Individual therapy is focussed on a person’s internal world: history, emotion, cognition, identity. The work moves through meaning, experience, and reflection in some form, depending on the therapeutic approach. It is more complex than that, but the focus is the individual in front of the therapist.
Couple therapy is focused on interaction, on the space between two individuals. The client is not the individual, but the relationship itself. Not what each person feels in isolation, but what happens between them in real time. The way specific words and behaviours trigger familiar responses and move the interaction into predictable sequences. What matters is not only what something means, but what it does in the interaction and how it shapes what happens next.
The therapist is not working with two individuals in parallel, but with a relational pattern. This pattern is not an abstract idea to be reflected on. It is present and observable in the interaction as it unfolds.
Emotional regulation, attachment history, perception, and behaviour do not appear separately. They are expressed through the exchange.

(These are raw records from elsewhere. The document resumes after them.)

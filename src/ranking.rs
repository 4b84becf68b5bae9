use crate::models::ScoredItem;
use serde::{Deserialize, Serialize};
use std::cmp::Ordering;
use std::fmt;
use std::str::FromStr;
use unicode_normalization::UnicodeNormalization;
use unicode_normalization::char::is_combining_mark;

#[derive(Debug, Serialize, Deserialize, Clone, Copy, PartialEq, Eq, clap::ValueEnum)]
#[serde(rename_all = "snake_case")]
pub enum SortKey {
    ValueScore,
    PointsRequired,
    RetailPrice,
    SavingsPercentage,
    Name,
}

#[derive(Debug, Serialize, Deserialize, Clone, Copy, PartialEq, Eq, clap::ValueEnum)]
#[serde(rename_all = "snake_case")]
pub enum SortDirection {
    #[value(alias = "asc")]
    Ascending,
    #[value(alias = "desc")]
    Descending,
}

/// The named orderings offered by the dashboard.
#[derive(Debug, Clone, Copy, PartialEq, Eq)]
pub enum SortPreset {
    BestValue,
    LowestValue,
    FewestPoints,
    MostPoints,
    LowestPrice,
    HighestPrice,
    BestSavings,
    Name,
}

impl SortPreset {
    pub const ALL: [SortPreset; 8] = [
        SortPreset::BestValue,
        SortPreset::LowestValue,
        SortPreset::FewestPoints,
        SortPreset::MostPoints,
        SortPreset::LowestPrice,
        SortPreset::HighestPrice,
        SortPreset::BestSavings,
        SortPreset::Name,
    ];

    pub fn order(self) -> (SortKey, SortDirection) {
        use SortDirection::*;
        match self {
            SortPreset::BestValue => (SortKey::ValueScore, Descending),
            SortPreset::LowestValue => (SortKey::ValueScore, Ascending),
            SortPreset::FewestPoints => (SortKey::PointsRequired, Ascending),
            SortPreset::MostPoints => (SortKey::PointsRequired, Descending),
            SortPreset::LowestPrice => (SortKey::RetailPrice, Ascending),
            SortPreset::HighestPrice => (SortKey::RetailPrice, Descending),
            SortPreset::BestSavings => (SortKey::SavingsPercentage, Descending),
            SortPreset::Name => (SortKey::Name, Ascending),
        }
    }

    pub fn slug(self) -> &'static str {
        match self {
            SortPreset::BestValue => "best-value",
            SortPreset::LowestValue => "lowest-value",
            SortPreset::FewestPoints => "fewest-points",
            SortPreset::MostPoints => "most-points",
            SortPreset::LowestPrice => "lowest-price",
            SortPreset::HighestPrice => "highest-price",
            SortPreset::BestSavings => "best-savings",
            SortPreset::Name => "name",
        }
    }

    pub fn label(self) -> &'static str {
        match self {
            SortPreset::BestValue => "Best Value",
            SortPreset::LowestValue => "Lowest Value",
            SortPreset::FewestPoints => "Fewest Points",
            SortPreset::MostPoints => "Most Points",
            SortPreset::LowestPrice => "Lowest Price",
            SortPreset::HighestPrice => "Highest Price",
            SortPreset::BestSavings => "Best Savings",
            SortPreset::Name => "Name A-Z",
        }
    }
}

impl FromStr for SortPreset {
    type Err = String;

    fn from_str(s: &str) -> Result<Self, Self::Err> {
        let wanted = s.trim().to_ascii_lowercase();
        SortPreset::ALL
            .into_iter()
            .find(|p| p.slug() == wanted)
            .ok_or_else(|| {
                let known: Vec<_> = SortPreset::ALL.iter().map(|p| p.slug()).collect();
                format!("unknown sort preset '{s}' (expected one of: {})", known.join(", "))
            })
    }
}

impl fmt::Display for SortPreset {
    fn fmt(&self, f: &mut fmt::Formatter<'_>) -> fmt::Result {
        f.write_str(self.label())
    }
}

/// Total ascending order of two items on `key`.
pub fn compare(a: &ScoredItem, b: &ScoredItem, key: SortKey) -> Ordering {
    match key {
        SortKey::ValueScore => a.value_score.total_cmp(&b.value_score),
        SortKey::PointsRequired => a.item.points_required.cmp(&b.item.points_required),
        SortKey::RetailPrice => a.item.retail_price.total_cmp(&b.item.retail_price),
        SortKey::SavingsPercentage => a.savings_percentage.total_cmp(&b.savings_percentage),
        SortKey::Name => collate(&a.item.name, &b.item.name),
    }
}

/// Stable sort; items with equal keys keep their input order in both directions.
pub fn sort(mut items: Vec<ScoredItem>, key: SortKey, direction: SortDirection) -> Vec<ScoredItem> {
    match direction {
        SortDirection::Ascending => items.sort_by(|a, b| compare(a, b, key)),
        SortDirection::Descending => items.sort_by(|a, b| compare(b, a, key)),
    }
    items
}

/// Dictionary-style name ordering in three passes: base letters ignoring accents and
/// case, then accents, then case with lowercase first.
pub fn collate(a: &str, b: &str) -> Ordering {
    base_letters(a)
        .cmp(base_letters(b))
        .then_with(|| folded(a).cmp(folded(b)))
        .then_with(|| b.cmp(a))
}

fn folded(s: &str) -> impl Iterator<Item = char> + '_ {
    s.nfd().flat_map(char::to_lowercase)
}

fn base_letters(s: &str) -> impl Iterator<Item = char> + '_ {
    folded(s).filter(|c| !is_combining_mark(*c))
}

pub const DEFAULT_PAGE_SIZE: usize = 50;
pub const MAX_PAGE_SIZE: usize = 100;

/// One page of an already sorted list. `limit` is capped at [`MAX_PAGE_SIZE`].
pub fn paginate(items: Vec<ScoredItem>, offset: usize, limit: usize) -> Vec<ScoredItem> {
    items
        .into_iter()
        .skip(offset)
        .take(limit.min(MAX_PAGE_SIZE))
        .collect()
}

The focus is on how the specific emotions, stories, and actions of each individual intersect and settle into a stable and predictable pattern.
This is what the therapist is focused on and trying to understand. From here, interventions are aimed at disrupting and shifting the pattern. Individual experience is important, and to engage the couple it needs to be given space and validated as real for them, but it is not the focus of change. Not because the distress of each is secondary, but because a change in the pattern leads to a change in the subjective experience of what it feels like to be in the relationship.

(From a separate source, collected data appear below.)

use chrono::NaiveDate;
use serde::{Deserialize, Serialize};

pub const DATE_FMT: &str = "%Y-%m-%d";

/// One restaurant chain's loyalty program.
#[derive(Debug, Serialize, Deserialize, Clone, PartialEq)]
pub struct RewardProgram {
    pub id: String,
    pub name: String,
    pub currency_name: String,
    /// Cash worth of a single loyalty unit.
    pub unit_cash_value: f64,
}

#[derive(Debug, Serialize, Deserialize, Clone, PartialEq)]
pub struct RedeemableItem {
    pub id: String,
    pub program_id: String,
    pub name: String,
    pub category: String,
    pub points_required: i64,
    pub retail_price: f64,
    pub is_promotion: bool,
    pub promotion_end: Option<NaiveDate>,
    pub last_updated: NaiveDate,
}

/// An item together with the figures derived from its program's conversion rate.
#[derive(Debug, Serialize, Deserialize, Clone, PartialEq)]
pub struct ScoredItem {
    pub item: RedeemableItem,
    pub value_score: f64,
    pub savings_percentage: f64,
}

impl RewardProgram {
    pub fn new(id: &str, name: &str, currency_name: &str, unit_cash_value: f64) -> Self {
        Self {
            id: id.into(),
            name: name.into(),
            currency_name: currency_name.into(),
            unit_cash_value,
        }
    }
}

impl RedeemableItem {
    pub fn new(
        id: &str,
        program_id: &str,
        name: &str,
        category: &str,
        points_required: i64,
        retail_price: f64,
        last_updated: NaiveDate,
    ) -> Self {
        Self {
            id: id.into(),
            program_id: program_id.into(),
            name: name.into(),
            category: category.into(),
            points_required,
            retail_price,
            is_promotion: false,
            promotion_end: None,
            last_updated,
        }
    }

    pub fn with_promotion(mut self, ends: NaiveDate) -> Self {
        self.is_promotion = true;
        self.promotion_end = Some(ends);
        self
    }
}

impl ScoredItem {
    pub fn id(&self) -> &str {
        &self.item.id
    }
}
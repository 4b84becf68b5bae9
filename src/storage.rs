use crate::models::{DATE_FMT, RedeemableItem, RewardProgram, ScoredItem};
use anyhow::{Context, Result};
use chrono::NaiveDate;
use csv::{ReaderBuilder, WriterBuilder};
use fs2::FileExt;
use std::collections::BTreeSet;
use std::fs::{File, OpenOptions};
use std::io::{BufReader, BufWriter, Write};
use std::path::Path;
use tracing::debug;

pub fn read_programs(path: &Path) -> Result<Vec<RewardProgram>> {
    let file = File::open(path).with_context(|| format!("Failed to open {}", path.display()))?;
    file.lock_shared()?;
    let mut reader = ReaderBuilder::new().trim(csv::Trim::All).from_reader(&file);
    let mut programs = Vec::new();
    for result in reader.deserialize::<RewardProgram>() {
        let program = result.with_context(|| format!("Bad program row in {}", path.display()))?;
        programs.push(program);
    }
    file.unlock()?;
    debug!(path = %path.display(), count = programs.len(), "Programs loaded");
    Ok(programs)
}

pub fn read_items(path: &Path) -> Result<Vec<RedeemableItem>> {
    let file = File::open(path).with_context(|| format!("Failed to open {}", path.display()))?;
    file.lock_shared()?;
    let mut reader = ReaderBuilder::new().trim(csv::Trim::All).from_reader(&file);
    let mut items = Vec::new();
    for result in reader.deserialize::<CsvItem>() {
        let csv_item = result.with_context(|| format!("Bad item row in {}", path.display()))?;
        items.push(csv_item.into_record()?);
    }
    file.unlock()?;
    debug!(path = %path.display(), count = items.len(), "Items loaded");
    Ok(items)
}

pub fn write_programs(path: &Path, programs: &[RewardProgram]) -> Result<()> {
    let file = open_for_write(path)?;
    let mut writer = WriterBuilder::new().has_headers(true).from_writer(&file);
    for program in programs {
        writer.serialize(program)?;
    }
    writer.flush()?;
    file.unlock()?;
    Ok(())
}

pub fn write_items(path: &Path, items: &[RedeemableItem]) -> Result<()> {
    let file = open_for_write(path)?;
    let mut writer = WriterBuilder::new().has_headers(true).from_writer(&file);
    for item in items {
        writer.serialize(CsvItem::from(item))?;
    }
    writer.flush()?;
    file.unlock()?;
    Ok(())
}

/// Writes a ranked view, derived columns included.
pub fn write_scored(path: &Path, items: &[ScoredItem]) -> Result<()> {
    let file = open_for_write(path)?;
    let mut writer = WriterBuilder::new().has_headers(true).from_writer(&file);
    for scored in items {
        writer.serialize(CsvScored::from(scored))?;
    }
    writer.flush()?;
    file.unlock()?;
    Ok(())
}

/// A missing favorites file is an empty set.
pub fn read_favorites(path: &Path) -> Result<BTreeSet<String>> {
    if !path.exists() {
        return Ok(BTreeSet::new());
    }
    let file = File::open(path)?;
    file.lock_shared()?;
    let ids: Vec<String> = serde_json::from_reader(BufReader::new(&file))
        .with_context(|| format!("Failed to parse {}", path.display()))?;
    file.unlock()?;
    Ok(ids.into_iter().collect())
}

pub fn write_favorites(path: &Path, ids: &BTreeSet<String>) -> Result<()> {
    let file = open_for_write(path)?;
    let mut writer = BufWriter::new(&file);
    serde_json::to_writer_pretty(&mut writer, ids)?;
    writer.flush()?;
    drop(writer);
    file.unlock()?;
    Ok(())
}

fn open_for_write(path: &Path) -> Result<File> {
    if let Some(parent) = path.parent() {
        std::fs::create_dir_all(parent)?;
    }
    let file = OpenOptions::new()
        .read(true)
        .write(true)
        .create(true)
        .truncate(false)
        .open(path)
        .with_context(|| format!("Failed to open {}", path.display()))?;
    file.lock_exclusive()?;
    file.set_len(0)?;
    Ok(file)
}

fn parse_date(field: &str, value: &str, item_id: &str) -> Result<NaiveDate> {
    NaiveDate::parse_from_str(value, DATE_FMT)
        .with_context(|| format!("Item {item_id}: bad {field} date '{value}'"))
}

#[derive(serde::Deserialize, serde::Serialize)]
struct CsvItem {
    id: String,
    program_id: String,
    name: String,
    category: String,
    points_required: i64,
    retail_price: f64,
    is_promotion: bool,
    promotion_end: String,
    last_updated: String,
}

impl CsvItem {
    fn into_record(self) -> Result<RedeemableItem> {
        let promotion_end = if self.promotion_end.is_empty() {
            None
        } else {
            Some(parse_date("promotion_end", &self.promotion_end, &self.id)?)
        };
        let last_updated = parse_date("last_updated", &self.last_updated, &self.id)?;
        Ok(RedeemableItem {
            id: self.id,
            program_id: self.program_id,
            name: self.name,
            category: self.category,
            points_required: self.points_required,
            retail_price: self.retail_price,
            is_promotion: self.is_promotion,
            promotion_end,
            last_updated,
        })
    }
}

impl From<&RedeemableItem> for CsvItem {
    fn from(item: &RedeemableItem) -> Self {
        CsvItem {
            id: item.id.clone(),
            program_id: item.program_id.clone(),
            name: item.name.clone(),
            category: item.category.clone(),
            points_required: item.points_required,
            retail_price: item.retail_price,
            is_promotion: item.is_promotion,
            promotion_end: item
                .promotion_end
                .map(|d| d.format(DATE_FMT).to_string())
                .unwrap_or_default(),
            last_updated: item.last_updated.format(DATE_FMT).to_string(),
        }
    }
}

#[derive(serde::Serialize)]
struct CsvScored {
    id: String,
    program_id: String,
    name: String,
    category: String,
    points_required: i64,
    retail_price: f64,
    value_score: f64,
    savings_percentage: f64,
    is_promotion: bool,
    promotion_end: String,
    last_updated: String,
}

impl From<&ScoredItem> for CsvScored {
    fn from(scored: &ScoredItem) -> Self {
        let row = CsvItem::from(&scored.item);
        CsvScored {
            id: row.id,
            program_id: row.program_id,
            name: row.name,
            category: row.category,
            points_required: row.points_required,
            retail_price: row.retail_price,
            value_score: scored.value_score,
            savings_percentage: scored.savings_percentage,
            is_promotion: row.is_promotion,
            promotion_end: row.promotion_end,
            last_updated: row.last_updated,
        }
    }
}
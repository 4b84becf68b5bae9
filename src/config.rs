use crate::quality::QualityThresholds;
use crate::sample;
use crate::scoring::BatchPolicy;
use crate::storage::{write_items, write_programs};
use anyhow::{Context, Result};
use directories::ProjectDirs;
use serde::{Deserialize, Serialize};
use std::fs;
use std::path::{Path, PathBuf};
use tracing::info;

#[derive(Debug, Serialize, Deserialize, Clone)]
pub struct PathsConfig {
    pub programs_csv: PathBuf,
    pub items_csv: PathBuf,
    pub favorites_json: PathBuf,
}

#[derive(Debug, Serialize, Deserialize, Clone)]
pub struct ScoringConfig {
    pub batch_policy: BatchPolicy,
}

#[derive(Debug, Serialize, Deserialize, Clone)]
pub struct UiConfig {
    pub currency_symbol: String,
    pub good_value_threshold: f64,
    pub poor_value_threshold: f64,
}

#[derive(Debug, Serialize, Deserialize, Clone)]
pub struct Settings {
    pub paths: PathsConfig,
    pub scoring: ScoringConfig,
    pub quality: QualityThresholds,
    pub ui: UiConfig,
}

#[derive(Debug, Clone)]
pub struct AppConfig {
    pub settings: Settings,
    pub base_dir: PathBuf,
}

impl AppConfig {
    pub fn load() -> Result<Self> {
        let dirs = project_dirs()?;
        Self::load_from(dirs.data_dir())
    }

    /// Reads `settings.json` under `base_dir`, writing defaults and the sample
    /// catalog on first use.
    pub fn load_from(base_dir: &Path) -> Result<Self> {
        fs::create_dir_all(base_dir)
            .with_context(|| format!("Failed to create {}", base_dir.display()))?;

        let settings_path = base_dir.join("settings.json");
        let settings: Settings = load_or_write(&settings_path, default_settings(base_dir))?;

        if !settings.paths.programs_csv.exists() {
            write_programs(&settings.paths.programs_csv, &sample::programs())?;
            info!(path = %settings.paths.programs_csv.display(), "Wrote sample programs");
        }
        if !settings.paths.items_csv.exists() {
            write_items(&settings.paths.items_csv, &sample::items())?;
            info!(path = %settings.paths.items_csv.display(), "Wrote sample items");
        }

        Ok(AppConfig {
            settings,
            base_dir: base_dir.to_path_buf(),
        })
    }
}

fn load_or_write<T>(path: &Path, default: T) -> Result<T>
where
    T: Serialize + for<'de> Deserialize<'de>,
{
    if !path.exists() {
        let data = serde_json::to_string_pretty(&default)?;
        if let Some(parent) = path.parent() {
            fs::create_dir_all(parent)?;
        }
        fs::write(path, data)?;
        return Ok(default);
    }
    let bytes =
        fs::read_to_string(path).with_context(|| format!("Failed to read {}", path.display()))?;
    let value = serde_json::from_str(&bytes)
        .with_context(|| format!("Failed to parse {}", path.display()))?;
    Ok(value)
}

fn project_dirs() -> Result<ProjectDirs> {
    ProjectDirs::from("com", "example", "reward_ranker")
        .context("Unable to determine platform data directory")
}

fn default_settings(base_dir: &Path) -> Settings {
    let data_dir = base_dir.join("data");
    Settings {
        paths: PathsConfig {
            programs_csv: data_dir.join("programs.csv"),
            items_csv: data_dir.join("items.csv"),
            favorites_json: base_dir.join("favorites.json"),
        },
        scoring: ScoringConfig {
            batch_policy: BatchPolicy::Isolate,
        },
        quality: QualityThresholds::default(),
        ui: UiConfig {
            currency_symbol: "$".into(),
            good_value_threshold: 100.0,
            poor_value_threshold: 50.0,
        },
    }
}

#[cfg(test)]
mod tests {
    use super::*;
    use crate::storage::{read_items, read_programs};
    use tempfile::tempdir;

    #[test]
    fn test_first_load_writes_defaults_and_sample() {
        let dir = tempdir().unwrap();
        let cfg = AppConfig::load_from(dir.path()).unwrap();

        assert!(dir.path().join("settings.json").exists());
        assert_eq!(cfg.settings.scoring.batch_policy, BatchPolicy::Isolate);
        assert_eq!(read_programs(&cfg.settings.paths.programs_csv).unwrap(), sample::programs());
        assert_eq!(read_items(&cfg.settings.paths.items_csv).unwrap(), sample::items());
    }

    #[test]
    fn test_existing_settings_are_respected() {
        let dir = tempdir().unwrap();
        let mut settings = default_settings(dir.path());
        settings.scoring.batch_policy = BatchPolicy::FailFast;
        settings.ui.currency_symbol = "€".into();
        fs::write(
            dir.path().join("settings.json"),
            serde_json::to_string(&settings).unwrap(),
        )
        .unwrap();

        let cfg = AppConfig::load_from(dir.path()).unwrap();
        assert_eq!(cfg.settings.scoring.batch_policy, BatchPolicy::FailFast);
        assert_eq!(cfg.settings.ui.currency_symbol, "€");
    }

    #[test]
    fn test_broken_settings_name_the_file() {
        let dir = tempdir().unwrap();
        fs::write(dir.path().join("settings.json"), "{ not json").unwrap();
        let err = AppConfig::load_from(dir.path()).unwrap_err();
        assert!(err.to_string().contains("settings.json"));
    }
}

As such, the couple therapist sees the subjective reality of each individual as something that changes because the pattern of interaction and conversation changes. This is also why it may seem that the couple therapist is not focusing as much on what either partner may bring or want to focus on, because the therapeutic focus is between the two individuals, aimed at shifting the pattern that gives rise to the experience.
The pattern is not only descriptive. It is functional. It is seen as the root cause, and this is why it is focused on.
This also means that insight, while useful, is not sufficient. Two people can understand each other very well and still enact the same pattern minutes later. What needs to change is not only what they know, but how they interact, what they do, and how they do it.
Because couple therapy is fundamentally a different discipline, it also requires a different set of competencies, in addition to those used in individual work. The ability to stay with intensity without being pulled into one position. The ability to tolerate much higher levels of expressed emotion, as well as different emotions being expressed and experienced simultaneously. The ability to interrupt, to be directive, to proactively structure and take the lead in shaping the therapeutic space. The ability to hold multiple layers and levels of intensity in mind and actively manage all of it at the same time. And through all of this, the ability to remain connected and present as a real human being.
Training in individual therapy typically does not provide all of this, or the foundation of a different theory of change that underlies everything that is being done. Not because training in individual therapy is lacking, but because it is aimed at something very different.
This is why doing a few courses on couple therapy does not necessarily lead to being a couple therapist, since it involves learning a fundamentally different type of therapy.
For this reason, couple therapy is not a variation of individual work, but a fundamentally different therapeutic process.